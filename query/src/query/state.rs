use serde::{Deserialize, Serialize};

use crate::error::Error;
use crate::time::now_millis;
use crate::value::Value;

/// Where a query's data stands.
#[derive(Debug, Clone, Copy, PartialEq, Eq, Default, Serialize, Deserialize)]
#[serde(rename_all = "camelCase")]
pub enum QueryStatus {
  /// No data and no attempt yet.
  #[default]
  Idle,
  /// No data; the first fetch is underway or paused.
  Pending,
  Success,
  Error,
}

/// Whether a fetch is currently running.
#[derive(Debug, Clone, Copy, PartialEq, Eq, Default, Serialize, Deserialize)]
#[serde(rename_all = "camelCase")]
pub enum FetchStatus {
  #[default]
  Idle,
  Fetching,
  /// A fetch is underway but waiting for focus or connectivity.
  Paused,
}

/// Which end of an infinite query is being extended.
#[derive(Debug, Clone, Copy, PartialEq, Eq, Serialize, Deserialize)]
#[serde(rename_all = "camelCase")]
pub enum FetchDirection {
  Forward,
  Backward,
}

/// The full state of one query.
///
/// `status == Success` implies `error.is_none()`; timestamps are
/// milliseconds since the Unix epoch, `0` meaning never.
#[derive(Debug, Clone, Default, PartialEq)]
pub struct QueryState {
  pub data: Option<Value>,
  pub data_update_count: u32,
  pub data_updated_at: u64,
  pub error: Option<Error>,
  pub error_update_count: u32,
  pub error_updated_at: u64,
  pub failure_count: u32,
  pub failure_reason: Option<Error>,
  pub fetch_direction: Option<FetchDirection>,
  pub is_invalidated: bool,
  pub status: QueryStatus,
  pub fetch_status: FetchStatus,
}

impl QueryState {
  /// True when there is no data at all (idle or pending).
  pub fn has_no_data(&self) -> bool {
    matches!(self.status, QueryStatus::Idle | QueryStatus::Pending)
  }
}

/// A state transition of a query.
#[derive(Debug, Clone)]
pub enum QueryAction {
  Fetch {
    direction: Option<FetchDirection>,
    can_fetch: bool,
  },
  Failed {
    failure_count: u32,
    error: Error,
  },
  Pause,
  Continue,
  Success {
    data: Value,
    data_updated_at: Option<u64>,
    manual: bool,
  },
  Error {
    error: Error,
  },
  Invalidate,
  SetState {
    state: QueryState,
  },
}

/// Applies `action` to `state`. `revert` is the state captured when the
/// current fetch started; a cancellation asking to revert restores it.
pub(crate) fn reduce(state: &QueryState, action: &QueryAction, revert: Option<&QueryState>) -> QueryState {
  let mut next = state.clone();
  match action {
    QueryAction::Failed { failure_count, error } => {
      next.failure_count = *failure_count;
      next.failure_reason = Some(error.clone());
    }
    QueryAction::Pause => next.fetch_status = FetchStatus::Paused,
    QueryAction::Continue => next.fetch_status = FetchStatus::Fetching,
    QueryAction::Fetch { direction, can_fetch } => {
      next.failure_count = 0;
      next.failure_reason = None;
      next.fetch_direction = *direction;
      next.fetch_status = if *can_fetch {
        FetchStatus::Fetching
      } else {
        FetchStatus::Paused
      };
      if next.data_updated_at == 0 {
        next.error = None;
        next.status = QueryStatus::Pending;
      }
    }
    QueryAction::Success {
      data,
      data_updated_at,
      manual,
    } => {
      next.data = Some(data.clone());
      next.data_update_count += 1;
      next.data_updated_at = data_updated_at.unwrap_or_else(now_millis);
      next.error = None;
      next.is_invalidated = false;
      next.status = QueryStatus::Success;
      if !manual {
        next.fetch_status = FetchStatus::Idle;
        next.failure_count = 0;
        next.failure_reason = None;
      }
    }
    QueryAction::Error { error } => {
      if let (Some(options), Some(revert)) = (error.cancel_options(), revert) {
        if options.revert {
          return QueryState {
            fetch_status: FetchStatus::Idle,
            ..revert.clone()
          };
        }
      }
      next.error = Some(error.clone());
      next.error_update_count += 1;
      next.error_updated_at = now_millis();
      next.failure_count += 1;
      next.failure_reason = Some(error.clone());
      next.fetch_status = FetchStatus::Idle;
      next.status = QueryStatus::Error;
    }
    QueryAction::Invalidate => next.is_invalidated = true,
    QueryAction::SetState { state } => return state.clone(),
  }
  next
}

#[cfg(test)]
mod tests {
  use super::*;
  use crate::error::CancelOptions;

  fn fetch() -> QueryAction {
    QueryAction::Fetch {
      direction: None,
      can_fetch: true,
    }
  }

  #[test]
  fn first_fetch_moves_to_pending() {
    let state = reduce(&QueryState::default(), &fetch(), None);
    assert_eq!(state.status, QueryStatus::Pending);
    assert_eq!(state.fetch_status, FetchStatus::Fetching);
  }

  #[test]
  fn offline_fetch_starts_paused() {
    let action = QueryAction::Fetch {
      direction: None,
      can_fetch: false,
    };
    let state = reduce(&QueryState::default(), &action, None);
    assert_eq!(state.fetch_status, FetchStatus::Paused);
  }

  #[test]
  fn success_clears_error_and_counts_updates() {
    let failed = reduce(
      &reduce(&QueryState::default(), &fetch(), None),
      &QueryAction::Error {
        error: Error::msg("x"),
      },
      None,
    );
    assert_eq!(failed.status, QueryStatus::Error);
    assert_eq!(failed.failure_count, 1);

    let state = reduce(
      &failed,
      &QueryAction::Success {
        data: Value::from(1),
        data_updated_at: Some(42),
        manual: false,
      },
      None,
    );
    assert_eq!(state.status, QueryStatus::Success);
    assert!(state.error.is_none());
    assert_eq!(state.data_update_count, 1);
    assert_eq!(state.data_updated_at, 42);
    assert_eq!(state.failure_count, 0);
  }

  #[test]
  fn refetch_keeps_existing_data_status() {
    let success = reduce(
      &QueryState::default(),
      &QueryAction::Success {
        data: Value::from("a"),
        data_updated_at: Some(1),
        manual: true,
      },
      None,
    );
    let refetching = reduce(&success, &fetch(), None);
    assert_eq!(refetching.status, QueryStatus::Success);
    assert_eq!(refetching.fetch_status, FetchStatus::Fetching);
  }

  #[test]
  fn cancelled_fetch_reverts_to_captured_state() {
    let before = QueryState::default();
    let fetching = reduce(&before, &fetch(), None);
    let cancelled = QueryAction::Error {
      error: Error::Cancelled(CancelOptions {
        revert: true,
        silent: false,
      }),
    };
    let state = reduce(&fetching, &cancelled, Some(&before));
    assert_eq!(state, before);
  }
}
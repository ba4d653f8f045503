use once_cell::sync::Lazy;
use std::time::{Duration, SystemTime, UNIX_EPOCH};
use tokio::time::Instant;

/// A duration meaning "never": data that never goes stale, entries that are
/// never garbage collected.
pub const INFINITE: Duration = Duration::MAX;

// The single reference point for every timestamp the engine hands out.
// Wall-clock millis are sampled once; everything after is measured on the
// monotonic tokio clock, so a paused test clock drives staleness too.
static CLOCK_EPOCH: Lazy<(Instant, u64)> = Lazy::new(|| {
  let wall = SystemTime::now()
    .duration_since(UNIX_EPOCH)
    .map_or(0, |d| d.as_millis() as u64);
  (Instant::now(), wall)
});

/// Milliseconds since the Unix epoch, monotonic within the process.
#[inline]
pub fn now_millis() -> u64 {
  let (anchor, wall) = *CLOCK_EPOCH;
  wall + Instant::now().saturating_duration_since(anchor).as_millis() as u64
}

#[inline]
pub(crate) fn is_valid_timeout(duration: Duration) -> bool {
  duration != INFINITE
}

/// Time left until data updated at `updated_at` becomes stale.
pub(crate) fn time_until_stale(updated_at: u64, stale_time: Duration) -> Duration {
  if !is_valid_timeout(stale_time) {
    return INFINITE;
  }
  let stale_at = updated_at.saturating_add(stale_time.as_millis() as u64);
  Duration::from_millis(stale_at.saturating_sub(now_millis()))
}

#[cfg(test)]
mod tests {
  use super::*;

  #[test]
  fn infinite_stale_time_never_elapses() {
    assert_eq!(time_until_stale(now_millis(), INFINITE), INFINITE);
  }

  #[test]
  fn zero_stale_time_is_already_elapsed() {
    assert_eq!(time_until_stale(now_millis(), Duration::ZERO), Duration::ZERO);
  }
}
==
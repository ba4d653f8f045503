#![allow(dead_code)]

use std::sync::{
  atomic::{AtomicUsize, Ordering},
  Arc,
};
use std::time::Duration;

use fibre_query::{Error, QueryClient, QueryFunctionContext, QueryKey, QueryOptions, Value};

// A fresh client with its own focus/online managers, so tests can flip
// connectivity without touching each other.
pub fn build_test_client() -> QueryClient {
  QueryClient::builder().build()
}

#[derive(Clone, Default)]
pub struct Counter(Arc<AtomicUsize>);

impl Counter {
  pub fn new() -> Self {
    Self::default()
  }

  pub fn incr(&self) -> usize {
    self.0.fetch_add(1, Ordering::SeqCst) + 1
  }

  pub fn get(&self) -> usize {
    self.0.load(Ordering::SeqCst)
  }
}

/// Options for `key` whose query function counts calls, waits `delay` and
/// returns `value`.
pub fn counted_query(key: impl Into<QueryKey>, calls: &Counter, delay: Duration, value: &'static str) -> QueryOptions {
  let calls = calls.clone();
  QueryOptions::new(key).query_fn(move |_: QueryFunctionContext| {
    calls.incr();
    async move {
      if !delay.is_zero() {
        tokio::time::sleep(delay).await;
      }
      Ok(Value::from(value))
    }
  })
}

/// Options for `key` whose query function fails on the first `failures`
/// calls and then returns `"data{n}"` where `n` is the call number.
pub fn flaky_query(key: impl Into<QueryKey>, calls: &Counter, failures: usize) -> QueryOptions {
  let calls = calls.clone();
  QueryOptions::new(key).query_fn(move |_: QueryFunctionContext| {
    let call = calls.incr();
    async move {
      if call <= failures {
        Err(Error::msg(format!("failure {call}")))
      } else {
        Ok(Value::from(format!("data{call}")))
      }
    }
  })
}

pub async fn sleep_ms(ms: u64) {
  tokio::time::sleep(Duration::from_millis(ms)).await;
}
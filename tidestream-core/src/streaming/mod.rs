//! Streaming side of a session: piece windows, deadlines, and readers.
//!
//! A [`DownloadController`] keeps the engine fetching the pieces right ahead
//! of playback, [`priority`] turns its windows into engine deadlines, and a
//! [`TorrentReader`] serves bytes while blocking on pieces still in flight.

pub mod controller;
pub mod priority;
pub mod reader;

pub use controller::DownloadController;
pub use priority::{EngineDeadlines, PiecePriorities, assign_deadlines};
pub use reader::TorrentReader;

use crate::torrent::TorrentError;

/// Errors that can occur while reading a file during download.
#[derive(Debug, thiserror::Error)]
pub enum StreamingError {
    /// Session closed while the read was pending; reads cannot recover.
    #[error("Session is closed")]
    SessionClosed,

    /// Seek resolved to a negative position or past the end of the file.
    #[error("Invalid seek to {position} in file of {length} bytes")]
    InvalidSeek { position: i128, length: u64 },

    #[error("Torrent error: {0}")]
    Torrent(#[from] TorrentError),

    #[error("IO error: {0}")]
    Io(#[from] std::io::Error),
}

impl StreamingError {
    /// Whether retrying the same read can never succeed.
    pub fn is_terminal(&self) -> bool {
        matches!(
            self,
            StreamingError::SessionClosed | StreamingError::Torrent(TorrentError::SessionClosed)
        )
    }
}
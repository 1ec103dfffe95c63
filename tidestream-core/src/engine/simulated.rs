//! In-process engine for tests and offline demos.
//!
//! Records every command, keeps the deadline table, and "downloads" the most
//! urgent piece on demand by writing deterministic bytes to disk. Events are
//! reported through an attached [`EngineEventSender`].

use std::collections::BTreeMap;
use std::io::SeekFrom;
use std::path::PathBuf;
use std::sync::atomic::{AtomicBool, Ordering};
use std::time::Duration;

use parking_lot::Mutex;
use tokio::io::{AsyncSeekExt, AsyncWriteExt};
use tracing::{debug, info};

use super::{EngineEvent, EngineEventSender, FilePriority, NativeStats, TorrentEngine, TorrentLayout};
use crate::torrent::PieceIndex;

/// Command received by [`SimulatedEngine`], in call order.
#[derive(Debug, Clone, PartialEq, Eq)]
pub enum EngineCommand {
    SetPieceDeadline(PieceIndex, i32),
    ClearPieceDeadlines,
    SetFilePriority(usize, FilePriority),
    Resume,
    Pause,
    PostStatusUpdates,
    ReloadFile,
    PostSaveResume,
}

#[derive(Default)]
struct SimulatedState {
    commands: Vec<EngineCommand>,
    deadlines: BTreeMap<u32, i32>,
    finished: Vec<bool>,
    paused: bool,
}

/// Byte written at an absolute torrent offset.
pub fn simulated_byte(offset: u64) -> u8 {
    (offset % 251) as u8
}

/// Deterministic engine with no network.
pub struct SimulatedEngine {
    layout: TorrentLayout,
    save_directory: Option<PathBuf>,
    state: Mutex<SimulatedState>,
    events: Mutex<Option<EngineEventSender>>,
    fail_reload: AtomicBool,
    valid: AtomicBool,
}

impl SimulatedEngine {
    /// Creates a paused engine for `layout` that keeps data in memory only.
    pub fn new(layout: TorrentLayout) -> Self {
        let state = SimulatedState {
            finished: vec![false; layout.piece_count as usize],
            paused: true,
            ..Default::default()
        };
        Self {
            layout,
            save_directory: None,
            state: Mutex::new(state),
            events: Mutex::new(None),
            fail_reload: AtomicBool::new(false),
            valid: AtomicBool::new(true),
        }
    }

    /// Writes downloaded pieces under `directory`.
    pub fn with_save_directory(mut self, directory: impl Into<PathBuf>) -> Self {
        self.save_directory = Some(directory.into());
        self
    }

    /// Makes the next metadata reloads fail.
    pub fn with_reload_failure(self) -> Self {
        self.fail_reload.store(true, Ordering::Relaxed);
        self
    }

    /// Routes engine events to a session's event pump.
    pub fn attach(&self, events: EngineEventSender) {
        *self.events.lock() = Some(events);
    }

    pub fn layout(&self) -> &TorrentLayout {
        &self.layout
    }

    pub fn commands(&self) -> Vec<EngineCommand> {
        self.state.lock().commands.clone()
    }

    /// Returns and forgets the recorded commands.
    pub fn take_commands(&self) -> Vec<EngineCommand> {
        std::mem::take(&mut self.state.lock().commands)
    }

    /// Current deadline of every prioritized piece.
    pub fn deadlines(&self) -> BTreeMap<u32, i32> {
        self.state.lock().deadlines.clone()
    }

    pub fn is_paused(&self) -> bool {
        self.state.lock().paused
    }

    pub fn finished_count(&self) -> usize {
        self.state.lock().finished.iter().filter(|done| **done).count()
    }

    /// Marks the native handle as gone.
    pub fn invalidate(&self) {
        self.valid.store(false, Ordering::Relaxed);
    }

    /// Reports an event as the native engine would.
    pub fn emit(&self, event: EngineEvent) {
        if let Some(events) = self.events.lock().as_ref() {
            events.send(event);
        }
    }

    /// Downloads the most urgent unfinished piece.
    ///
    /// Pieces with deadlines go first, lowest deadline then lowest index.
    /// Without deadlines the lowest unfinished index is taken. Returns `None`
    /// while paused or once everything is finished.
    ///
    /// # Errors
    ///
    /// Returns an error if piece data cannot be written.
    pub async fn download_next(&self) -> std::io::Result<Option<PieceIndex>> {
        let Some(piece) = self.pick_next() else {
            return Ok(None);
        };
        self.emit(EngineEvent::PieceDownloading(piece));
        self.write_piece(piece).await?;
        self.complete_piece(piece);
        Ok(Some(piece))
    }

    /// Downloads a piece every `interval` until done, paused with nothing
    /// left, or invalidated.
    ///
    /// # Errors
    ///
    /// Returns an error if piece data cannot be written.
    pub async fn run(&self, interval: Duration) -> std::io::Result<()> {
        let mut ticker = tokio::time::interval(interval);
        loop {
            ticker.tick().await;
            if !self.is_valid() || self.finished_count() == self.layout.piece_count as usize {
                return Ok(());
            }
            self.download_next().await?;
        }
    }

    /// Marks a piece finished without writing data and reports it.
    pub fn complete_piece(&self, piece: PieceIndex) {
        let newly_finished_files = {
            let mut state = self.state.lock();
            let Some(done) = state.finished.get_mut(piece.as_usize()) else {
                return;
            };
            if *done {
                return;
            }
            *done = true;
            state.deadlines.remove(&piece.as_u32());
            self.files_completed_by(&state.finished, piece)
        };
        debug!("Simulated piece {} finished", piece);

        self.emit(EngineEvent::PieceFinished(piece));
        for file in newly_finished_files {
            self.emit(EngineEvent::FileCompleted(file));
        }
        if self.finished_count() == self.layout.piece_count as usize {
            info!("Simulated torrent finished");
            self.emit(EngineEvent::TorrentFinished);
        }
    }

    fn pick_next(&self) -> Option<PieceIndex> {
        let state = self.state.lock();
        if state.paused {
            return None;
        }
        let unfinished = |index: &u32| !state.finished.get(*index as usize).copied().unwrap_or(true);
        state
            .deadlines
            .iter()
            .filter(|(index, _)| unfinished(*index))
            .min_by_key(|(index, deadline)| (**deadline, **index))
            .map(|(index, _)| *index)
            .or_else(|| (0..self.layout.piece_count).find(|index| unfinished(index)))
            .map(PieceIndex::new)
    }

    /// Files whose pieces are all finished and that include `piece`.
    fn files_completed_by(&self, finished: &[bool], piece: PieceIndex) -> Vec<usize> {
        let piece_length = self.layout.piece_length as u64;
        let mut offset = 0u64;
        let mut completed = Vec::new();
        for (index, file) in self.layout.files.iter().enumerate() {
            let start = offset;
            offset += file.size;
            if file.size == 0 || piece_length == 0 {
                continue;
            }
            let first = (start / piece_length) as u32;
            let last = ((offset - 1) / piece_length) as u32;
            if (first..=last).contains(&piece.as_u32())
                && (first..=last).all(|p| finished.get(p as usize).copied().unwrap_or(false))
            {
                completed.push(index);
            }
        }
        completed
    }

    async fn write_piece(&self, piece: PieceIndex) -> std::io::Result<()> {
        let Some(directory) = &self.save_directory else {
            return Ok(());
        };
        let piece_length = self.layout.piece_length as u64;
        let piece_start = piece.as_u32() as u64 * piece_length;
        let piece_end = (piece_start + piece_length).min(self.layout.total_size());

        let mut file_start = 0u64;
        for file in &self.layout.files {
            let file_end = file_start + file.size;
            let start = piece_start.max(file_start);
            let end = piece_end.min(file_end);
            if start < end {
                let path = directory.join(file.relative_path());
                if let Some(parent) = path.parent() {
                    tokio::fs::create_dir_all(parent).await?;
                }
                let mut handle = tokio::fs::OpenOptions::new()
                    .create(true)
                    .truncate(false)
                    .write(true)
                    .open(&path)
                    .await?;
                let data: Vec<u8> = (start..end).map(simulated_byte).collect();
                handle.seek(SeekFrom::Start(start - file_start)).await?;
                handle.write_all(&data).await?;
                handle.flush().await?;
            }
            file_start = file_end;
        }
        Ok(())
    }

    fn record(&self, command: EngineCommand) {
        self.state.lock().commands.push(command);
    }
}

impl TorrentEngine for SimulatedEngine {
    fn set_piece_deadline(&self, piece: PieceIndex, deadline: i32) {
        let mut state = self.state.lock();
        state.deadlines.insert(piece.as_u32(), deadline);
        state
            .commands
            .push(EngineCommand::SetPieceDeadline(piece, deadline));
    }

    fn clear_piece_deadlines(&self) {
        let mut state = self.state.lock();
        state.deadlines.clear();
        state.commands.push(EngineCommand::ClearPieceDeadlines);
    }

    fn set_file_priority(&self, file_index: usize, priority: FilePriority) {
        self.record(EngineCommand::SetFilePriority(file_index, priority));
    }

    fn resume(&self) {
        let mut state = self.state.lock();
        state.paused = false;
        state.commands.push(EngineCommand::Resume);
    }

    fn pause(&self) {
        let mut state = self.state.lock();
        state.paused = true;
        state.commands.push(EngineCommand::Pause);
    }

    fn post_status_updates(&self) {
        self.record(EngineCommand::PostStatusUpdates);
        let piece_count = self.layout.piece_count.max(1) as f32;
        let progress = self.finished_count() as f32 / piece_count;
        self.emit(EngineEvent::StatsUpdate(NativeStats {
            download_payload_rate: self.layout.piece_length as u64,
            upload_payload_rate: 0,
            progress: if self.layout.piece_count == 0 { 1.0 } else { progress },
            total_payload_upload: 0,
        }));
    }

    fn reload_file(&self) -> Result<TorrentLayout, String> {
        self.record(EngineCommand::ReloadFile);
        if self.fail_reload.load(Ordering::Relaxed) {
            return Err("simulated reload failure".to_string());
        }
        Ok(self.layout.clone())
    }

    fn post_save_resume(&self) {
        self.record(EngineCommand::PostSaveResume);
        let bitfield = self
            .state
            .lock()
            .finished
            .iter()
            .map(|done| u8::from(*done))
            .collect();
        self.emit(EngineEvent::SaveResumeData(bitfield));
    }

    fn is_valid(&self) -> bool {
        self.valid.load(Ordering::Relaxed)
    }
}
--
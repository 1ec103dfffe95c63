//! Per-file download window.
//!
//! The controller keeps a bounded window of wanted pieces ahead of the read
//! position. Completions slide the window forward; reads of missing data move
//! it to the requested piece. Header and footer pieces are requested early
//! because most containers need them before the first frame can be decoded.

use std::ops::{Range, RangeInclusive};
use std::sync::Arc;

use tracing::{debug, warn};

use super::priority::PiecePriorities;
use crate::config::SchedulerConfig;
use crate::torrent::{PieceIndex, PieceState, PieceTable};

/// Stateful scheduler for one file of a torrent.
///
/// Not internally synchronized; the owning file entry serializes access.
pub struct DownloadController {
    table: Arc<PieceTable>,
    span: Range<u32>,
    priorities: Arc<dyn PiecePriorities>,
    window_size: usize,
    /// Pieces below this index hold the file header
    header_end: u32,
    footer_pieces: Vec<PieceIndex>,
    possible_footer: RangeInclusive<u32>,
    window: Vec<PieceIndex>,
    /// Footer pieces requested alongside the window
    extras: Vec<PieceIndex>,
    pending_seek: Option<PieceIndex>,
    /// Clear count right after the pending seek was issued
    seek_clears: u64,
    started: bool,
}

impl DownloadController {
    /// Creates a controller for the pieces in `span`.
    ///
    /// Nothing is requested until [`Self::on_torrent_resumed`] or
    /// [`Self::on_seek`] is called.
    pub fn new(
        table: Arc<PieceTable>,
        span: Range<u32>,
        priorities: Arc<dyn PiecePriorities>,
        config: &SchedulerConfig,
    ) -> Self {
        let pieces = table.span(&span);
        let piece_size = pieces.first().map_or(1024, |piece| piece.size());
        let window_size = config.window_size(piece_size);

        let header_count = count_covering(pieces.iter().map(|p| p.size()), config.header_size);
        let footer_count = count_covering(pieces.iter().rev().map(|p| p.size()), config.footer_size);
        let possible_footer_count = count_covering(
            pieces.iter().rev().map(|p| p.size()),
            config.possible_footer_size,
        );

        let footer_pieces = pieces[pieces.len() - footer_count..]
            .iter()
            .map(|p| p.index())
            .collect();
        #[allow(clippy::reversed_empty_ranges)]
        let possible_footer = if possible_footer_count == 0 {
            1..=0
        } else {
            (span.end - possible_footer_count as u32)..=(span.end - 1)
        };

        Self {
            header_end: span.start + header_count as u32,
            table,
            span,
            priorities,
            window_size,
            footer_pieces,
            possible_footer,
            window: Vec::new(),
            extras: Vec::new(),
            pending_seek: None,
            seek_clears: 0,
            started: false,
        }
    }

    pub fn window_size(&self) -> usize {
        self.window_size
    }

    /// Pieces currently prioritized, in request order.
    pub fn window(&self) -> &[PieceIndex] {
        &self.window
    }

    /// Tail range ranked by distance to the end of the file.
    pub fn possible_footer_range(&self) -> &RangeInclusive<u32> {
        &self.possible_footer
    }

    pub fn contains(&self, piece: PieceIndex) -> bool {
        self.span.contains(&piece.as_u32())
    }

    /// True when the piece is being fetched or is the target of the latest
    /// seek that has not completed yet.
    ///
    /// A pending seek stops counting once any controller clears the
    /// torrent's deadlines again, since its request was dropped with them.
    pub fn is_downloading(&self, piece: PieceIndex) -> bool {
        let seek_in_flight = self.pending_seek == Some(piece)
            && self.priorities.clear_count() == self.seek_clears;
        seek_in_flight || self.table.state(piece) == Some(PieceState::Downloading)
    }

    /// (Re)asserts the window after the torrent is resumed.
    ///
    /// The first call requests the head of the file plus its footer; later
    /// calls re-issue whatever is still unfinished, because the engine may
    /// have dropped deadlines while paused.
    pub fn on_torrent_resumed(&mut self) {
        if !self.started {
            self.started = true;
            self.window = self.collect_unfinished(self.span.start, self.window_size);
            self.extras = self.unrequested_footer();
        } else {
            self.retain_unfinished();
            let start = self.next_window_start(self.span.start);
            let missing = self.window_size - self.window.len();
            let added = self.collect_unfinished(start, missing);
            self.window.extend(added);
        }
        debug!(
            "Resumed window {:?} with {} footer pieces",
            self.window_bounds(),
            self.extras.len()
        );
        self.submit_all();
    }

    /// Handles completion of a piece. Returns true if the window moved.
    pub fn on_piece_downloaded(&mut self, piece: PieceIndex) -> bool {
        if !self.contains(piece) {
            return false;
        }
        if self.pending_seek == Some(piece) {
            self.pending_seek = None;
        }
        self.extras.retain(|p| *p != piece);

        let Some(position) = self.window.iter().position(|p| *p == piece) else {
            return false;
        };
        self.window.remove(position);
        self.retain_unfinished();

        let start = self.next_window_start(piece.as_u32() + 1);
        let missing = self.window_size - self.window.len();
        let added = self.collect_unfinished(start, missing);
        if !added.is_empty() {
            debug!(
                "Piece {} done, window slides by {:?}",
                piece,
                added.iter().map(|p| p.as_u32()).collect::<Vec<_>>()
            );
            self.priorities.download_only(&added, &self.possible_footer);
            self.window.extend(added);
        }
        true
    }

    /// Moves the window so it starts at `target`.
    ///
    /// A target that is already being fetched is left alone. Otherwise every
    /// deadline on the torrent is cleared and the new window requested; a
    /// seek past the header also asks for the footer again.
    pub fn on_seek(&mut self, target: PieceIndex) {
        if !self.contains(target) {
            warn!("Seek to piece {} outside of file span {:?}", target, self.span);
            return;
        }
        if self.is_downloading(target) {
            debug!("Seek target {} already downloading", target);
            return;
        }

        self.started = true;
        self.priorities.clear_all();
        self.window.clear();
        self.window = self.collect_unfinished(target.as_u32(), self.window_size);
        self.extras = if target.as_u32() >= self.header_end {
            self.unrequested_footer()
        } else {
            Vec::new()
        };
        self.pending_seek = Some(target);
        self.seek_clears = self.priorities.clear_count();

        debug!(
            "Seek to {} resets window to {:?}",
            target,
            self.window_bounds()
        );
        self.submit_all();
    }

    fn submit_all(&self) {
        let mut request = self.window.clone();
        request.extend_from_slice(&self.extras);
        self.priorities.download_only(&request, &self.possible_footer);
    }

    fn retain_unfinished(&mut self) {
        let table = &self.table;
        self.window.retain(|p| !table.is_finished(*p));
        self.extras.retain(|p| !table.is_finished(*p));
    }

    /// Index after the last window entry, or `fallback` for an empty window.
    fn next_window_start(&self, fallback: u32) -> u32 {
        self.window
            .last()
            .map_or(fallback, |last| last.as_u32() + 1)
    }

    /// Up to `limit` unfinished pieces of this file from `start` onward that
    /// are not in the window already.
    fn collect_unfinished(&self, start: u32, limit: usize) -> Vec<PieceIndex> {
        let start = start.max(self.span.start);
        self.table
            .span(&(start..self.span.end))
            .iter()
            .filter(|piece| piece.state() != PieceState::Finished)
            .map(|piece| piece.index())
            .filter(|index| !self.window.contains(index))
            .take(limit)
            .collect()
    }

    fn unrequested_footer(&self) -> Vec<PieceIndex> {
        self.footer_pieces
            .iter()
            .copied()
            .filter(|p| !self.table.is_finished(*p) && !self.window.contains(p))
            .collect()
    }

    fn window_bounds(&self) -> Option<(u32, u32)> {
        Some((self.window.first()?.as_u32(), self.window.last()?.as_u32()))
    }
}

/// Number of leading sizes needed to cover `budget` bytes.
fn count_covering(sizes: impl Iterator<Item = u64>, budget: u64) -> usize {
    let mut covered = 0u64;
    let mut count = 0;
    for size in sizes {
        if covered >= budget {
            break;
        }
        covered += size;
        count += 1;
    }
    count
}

**BRIEF:**
Once you have located every line with the word "TorrentReader" in the material above, list those lines.

**SOLUTION FOR THIS TASK:**
//! [`TorrentReader`] serves bytes while blocking on pieces still in flight.
pub use reader::TorrentReader;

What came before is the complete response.